“Why did you go?” I asked through the ache in my throat. Only Wesha’s blessings could cleanse an infection. The most Hiwa would have been able to do was lend a little strength during a patient’s recovery.
“I thought it was what you would have done,” Hiwa said with a little half shrug, smile not dimming. “I did cure a couple of cases of pneumonia. Remember that I followed a very talented priestess of Wesha for several years? I learned a few things.”
Taran returned to my side, now listening intently.
“One little boy died anyway. And his parents were angry that I couldn’t save him. They called the guard.”
“And the queen wouldn’t accept someone singing the blessings of the gods, even to save her own people,” I guessed numbly.
“She hung me in the central square,” Hiwa said. She pointed at another group of dusk-souls that hadn’t yet departed. “Also the boy’s parents. And the neighbors. Because they’d asked for my help in the first place.”
I pressed my hands to the sides of my head in horror. “All these people? Has she gone totally mad?”
Hiwa’s form dimmed. I sensed that it was hard for her to think about things outside of her own memories. It was a struggle to imagine a future she wouldn’t be a part of.
“Some of the nobles are saying that she’s made the gods curse us. She’s paranoid there will be another civil war. There was a food riot the week before I died, when a ship came into the harbor with oil to sell, but too expensive.”
“Drutalos and the others…?” I was almost afraid to ask.
“They went down south to wait for you. Drutalos was sure you’d come back and make the queen see reason before the growing season was over.”
This was enough talk of my departure from the Summerlands to make Taran finally interject, slashing his arm between us for emphasis.
“Is there not a single other person in your little coven of rebels who can sing the blessing for rain? Or assassinate one mortal tyrant? Haven’t you asked enough of her?”
In life, Hiwa would have blinked in surprise, but she was beyond that now.
“Won’t you go too?”
“I cannot imagine a sufficient bribe to go a second time.”
She barely frowned. “But Iona hasn’t even peeled her own fruit in years. You wouldn’t make her do it alone.”
Taran’s expression tightened. “You must have me confused with the poor dead fool she was going to marry.”
“I don’t think so,” Hiwa said, still serene.
To break off that line of inquiry, I touched her shoulder again.
“Can you come with me? I don’t want Death’s people to catch you again. And maybe Wesha would—maybe she’d let me bring you back too—” My thoughts spun for some solution.
“How many favors do you think the Maiden owes you? It’s alright, Iona. I won’t get caught. And I don’t even want to leave this place. It’s lovely here.”

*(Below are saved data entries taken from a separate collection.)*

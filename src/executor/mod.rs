//! Process execution layer
//!
//! This module spawns the external commands the deploy step relies on
//! (`git`, the artifact builder) and streams their output to the log.

mod process;
mod traits;

pub use process::{OutputBuffer, OutputStream, ProcessError, ProcessExecutor, ProcessOptions};
pub use traits::CommandRunner;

She gently waved at the bare rock walls, seeing something that I couldn’t. After a pause where she looked into the distance, head cocked as though listening, she turned to point at the faint light in the opposite direction of the illusion of the white citadel.
“Though I could take you to the beach first. That’s where the Fallen caught me.”
“No,” Taran said before I could respond. “Absolutely not.”
I hadn’t expected him to suddenly change his mind, but it still made my stomach tense, his stark refusal to consider it.
“Should we send the crafter-priests back with her, at least?” I said, gesturing at the crowd. The few I’d cut loose were slowly going through and freeing the rest, but many of the peace-priests were still curled on the floor, insensible from the collision of their vows and today’s attack.
“Darling, I don’t care if you want to eat them for dinner,” Taran said.
He didn’t mean that—his eyes were tight with hurt. I pretended he hadn’t said it.
“Is the mortal world safer, or the City? What should we do with them?”